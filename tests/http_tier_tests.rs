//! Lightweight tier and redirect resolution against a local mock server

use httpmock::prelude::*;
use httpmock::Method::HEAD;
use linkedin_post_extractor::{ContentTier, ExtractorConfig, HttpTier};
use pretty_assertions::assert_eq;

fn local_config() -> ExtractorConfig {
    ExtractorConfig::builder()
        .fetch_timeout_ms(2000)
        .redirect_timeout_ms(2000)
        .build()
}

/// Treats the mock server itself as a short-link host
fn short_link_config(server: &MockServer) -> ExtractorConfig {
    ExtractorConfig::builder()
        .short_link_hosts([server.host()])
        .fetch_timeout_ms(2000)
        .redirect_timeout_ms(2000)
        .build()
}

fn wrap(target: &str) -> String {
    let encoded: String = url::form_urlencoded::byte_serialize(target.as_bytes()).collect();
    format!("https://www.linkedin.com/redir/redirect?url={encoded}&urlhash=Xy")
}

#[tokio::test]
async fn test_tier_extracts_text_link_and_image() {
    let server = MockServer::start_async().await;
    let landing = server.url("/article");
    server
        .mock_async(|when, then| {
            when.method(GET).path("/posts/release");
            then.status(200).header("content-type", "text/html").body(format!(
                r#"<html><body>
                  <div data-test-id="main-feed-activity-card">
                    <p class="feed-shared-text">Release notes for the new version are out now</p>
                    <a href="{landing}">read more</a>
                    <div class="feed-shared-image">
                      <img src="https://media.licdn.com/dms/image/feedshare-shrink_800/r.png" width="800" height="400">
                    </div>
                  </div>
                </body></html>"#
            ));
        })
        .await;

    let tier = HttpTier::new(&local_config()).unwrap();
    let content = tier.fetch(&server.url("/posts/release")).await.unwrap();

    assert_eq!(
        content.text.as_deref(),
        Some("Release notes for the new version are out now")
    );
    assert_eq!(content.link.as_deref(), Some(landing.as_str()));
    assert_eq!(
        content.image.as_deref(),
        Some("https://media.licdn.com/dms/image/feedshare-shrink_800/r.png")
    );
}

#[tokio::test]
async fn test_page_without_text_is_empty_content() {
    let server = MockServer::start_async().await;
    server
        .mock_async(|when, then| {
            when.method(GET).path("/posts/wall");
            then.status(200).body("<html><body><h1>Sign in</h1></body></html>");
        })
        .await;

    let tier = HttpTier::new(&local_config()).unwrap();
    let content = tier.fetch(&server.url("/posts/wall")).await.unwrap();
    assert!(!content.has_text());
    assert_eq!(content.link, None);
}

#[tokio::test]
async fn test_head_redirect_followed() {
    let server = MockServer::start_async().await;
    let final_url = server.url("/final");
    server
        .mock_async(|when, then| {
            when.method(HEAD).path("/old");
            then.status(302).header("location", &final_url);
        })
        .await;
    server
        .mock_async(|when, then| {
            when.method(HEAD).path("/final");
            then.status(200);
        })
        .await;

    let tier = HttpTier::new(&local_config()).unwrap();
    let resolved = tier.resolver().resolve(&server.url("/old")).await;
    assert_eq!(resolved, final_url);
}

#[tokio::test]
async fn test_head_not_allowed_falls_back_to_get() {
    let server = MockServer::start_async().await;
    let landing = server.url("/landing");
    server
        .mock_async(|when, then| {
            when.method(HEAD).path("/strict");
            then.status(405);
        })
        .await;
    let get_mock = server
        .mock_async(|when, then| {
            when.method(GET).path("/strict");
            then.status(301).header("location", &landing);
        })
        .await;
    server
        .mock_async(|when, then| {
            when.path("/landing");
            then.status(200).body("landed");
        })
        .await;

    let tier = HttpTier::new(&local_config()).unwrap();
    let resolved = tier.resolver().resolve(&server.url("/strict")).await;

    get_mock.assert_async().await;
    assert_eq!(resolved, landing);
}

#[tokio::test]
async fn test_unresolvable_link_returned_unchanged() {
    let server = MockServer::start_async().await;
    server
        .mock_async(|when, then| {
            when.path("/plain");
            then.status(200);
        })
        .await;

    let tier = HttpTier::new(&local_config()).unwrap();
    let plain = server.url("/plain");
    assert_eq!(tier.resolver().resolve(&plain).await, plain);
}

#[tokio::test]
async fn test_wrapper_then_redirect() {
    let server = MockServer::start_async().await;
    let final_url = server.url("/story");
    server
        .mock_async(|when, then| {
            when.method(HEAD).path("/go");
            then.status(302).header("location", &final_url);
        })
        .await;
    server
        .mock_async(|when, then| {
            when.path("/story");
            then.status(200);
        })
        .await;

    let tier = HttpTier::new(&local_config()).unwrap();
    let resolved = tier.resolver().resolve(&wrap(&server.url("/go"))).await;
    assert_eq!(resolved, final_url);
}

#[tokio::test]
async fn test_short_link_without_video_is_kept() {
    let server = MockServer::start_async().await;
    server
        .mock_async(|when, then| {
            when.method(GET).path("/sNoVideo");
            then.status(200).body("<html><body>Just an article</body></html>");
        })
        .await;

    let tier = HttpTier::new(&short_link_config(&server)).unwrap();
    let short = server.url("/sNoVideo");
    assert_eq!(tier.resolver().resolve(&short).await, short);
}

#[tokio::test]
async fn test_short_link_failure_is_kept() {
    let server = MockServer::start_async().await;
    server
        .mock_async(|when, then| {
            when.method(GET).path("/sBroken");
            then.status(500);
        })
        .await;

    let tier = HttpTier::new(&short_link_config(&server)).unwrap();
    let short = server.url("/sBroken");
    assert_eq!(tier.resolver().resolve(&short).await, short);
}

[TASK DETAILS] Include the first line of the listing, the line with "fn wrap(target: &str)", and every line between them, each repeated exactly, and output only those.

[WRITTEN SOLUTION]
filename tests/http_tier_tests.rs
//! Lightweight tier and redirect resolution against a local mock server

use httpmock::prelude::*;
use httpmock::Method::HEAD;
use linkedin_post_extractor::{ContentTier, ExtractorConfig, HttpTier};
use pretty_assertions::assert_eq;

fn local_config() -> ExtractorConfig {
    ExtractorConfig::builder()
        .fetch_timeout_ms(2000)
        .redirect_timeout_ms(2000)
        .build()
}

/// Treats the mock server itself as a short-link host
fn short_link_config(server: &MockServer) -> ExtractorConfig {
    ExtractorConfig::builder()
        .short_link_hosts([server.host()])
        .fetch_timeout_ms(2000)
        .redirect_timeout_ms(2000)
        .build()
}

fn wrap(target: &str) -> String {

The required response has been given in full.